[PROBLEM STATEMENT] In the listing below, find every line containing "Result" and copy it out.

[DATASET EXCERPTS]
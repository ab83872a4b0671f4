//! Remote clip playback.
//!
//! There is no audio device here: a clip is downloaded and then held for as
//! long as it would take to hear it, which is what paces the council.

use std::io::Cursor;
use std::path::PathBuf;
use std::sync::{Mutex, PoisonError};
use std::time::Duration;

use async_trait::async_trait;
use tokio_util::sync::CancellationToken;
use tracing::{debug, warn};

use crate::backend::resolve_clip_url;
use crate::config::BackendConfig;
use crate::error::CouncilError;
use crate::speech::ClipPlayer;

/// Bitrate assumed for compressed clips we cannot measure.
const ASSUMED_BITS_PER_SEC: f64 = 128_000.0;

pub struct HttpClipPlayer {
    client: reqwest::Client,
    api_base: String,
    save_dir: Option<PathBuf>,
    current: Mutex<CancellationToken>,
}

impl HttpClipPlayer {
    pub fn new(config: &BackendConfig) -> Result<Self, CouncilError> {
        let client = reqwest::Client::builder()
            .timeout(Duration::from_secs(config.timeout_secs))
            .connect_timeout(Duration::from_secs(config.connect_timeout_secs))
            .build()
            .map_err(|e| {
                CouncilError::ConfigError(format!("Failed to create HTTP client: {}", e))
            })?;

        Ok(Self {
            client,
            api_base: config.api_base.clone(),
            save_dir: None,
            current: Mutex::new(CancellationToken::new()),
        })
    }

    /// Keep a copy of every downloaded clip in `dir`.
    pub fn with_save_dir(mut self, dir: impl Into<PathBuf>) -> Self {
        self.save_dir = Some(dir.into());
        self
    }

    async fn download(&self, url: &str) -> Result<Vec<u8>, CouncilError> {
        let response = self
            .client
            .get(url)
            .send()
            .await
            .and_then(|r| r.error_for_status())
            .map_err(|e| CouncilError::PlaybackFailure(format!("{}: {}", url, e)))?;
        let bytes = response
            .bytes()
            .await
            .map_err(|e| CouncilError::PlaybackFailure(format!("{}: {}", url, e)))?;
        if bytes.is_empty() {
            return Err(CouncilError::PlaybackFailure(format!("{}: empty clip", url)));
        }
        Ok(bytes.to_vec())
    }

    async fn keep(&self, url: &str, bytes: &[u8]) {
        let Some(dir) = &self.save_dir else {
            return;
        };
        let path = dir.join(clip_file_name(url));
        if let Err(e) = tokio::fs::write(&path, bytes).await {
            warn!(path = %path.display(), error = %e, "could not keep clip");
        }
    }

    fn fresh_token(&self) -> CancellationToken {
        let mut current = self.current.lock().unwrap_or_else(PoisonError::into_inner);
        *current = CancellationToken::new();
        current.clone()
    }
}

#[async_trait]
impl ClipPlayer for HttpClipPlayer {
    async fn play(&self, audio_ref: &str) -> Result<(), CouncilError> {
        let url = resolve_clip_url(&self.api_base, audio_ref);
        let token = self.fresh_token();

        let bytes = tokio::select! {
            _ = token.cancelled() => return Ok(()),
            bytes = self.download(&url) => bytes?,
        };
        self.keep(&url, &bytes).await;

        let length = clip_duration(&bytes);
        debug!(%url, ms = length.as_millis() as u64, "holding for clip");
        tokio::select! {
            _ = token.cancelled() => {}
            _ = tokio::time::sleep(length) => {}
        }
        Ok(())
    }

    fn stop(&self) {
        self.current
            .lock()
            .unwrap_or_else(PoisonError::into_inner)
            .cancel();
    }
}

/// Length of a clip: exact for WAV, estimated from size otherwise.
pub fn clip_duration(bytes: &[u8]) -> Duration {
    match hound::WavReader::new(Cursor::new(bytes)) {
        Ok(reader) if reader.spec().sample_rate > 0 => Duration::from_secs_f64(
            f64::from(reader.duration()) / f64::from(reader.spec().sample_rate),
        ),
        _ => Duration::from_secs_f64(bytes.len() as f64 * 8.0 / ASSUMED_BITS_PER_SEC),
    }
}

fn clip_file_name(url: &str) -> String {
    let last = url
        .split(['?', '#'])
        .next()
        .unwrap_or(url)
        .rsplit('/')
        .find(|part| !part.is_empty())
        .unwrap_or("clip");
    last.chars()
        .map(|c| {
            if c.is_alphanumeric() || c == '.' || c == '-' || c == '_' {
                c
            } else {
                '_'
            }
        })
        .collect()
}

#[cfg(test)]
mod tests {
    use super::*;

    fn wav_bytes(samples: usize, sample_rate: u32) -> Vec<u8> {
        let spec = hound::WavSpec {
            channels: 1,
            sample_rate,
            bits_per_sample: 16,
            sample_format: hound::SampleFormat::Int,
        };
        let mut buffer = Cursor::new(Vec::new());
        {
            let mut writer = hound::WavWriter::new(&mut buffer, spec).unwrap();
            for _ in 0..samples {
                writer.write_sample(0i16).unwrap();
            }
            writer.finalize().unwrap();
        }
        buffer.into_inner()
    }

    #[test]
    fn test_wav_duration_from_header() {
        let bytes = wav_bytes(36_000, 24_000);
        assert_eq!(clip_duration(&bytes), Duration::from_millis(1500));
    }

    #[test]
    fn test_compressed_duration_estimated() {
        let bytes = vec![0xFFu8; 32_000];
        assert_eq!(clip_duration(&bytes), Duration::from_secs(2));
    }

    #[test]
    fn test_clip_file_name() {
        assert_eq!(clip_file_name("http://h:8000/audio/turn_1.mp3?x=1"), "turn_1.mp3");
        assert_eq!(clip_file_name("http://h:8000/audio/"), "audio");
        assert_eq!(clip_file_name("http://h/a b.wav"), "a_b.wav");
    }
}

[YOUR SOLUTION]
    pub fn new(config: &BackendConfig) -> Result<Self, CouncilError> {
    async fn download(&self, url: &str) -> Result<Vec<u8>, CouncilError> {
    async fn play(&self, audio_ref: &str) -> Result<(), CouncilError> {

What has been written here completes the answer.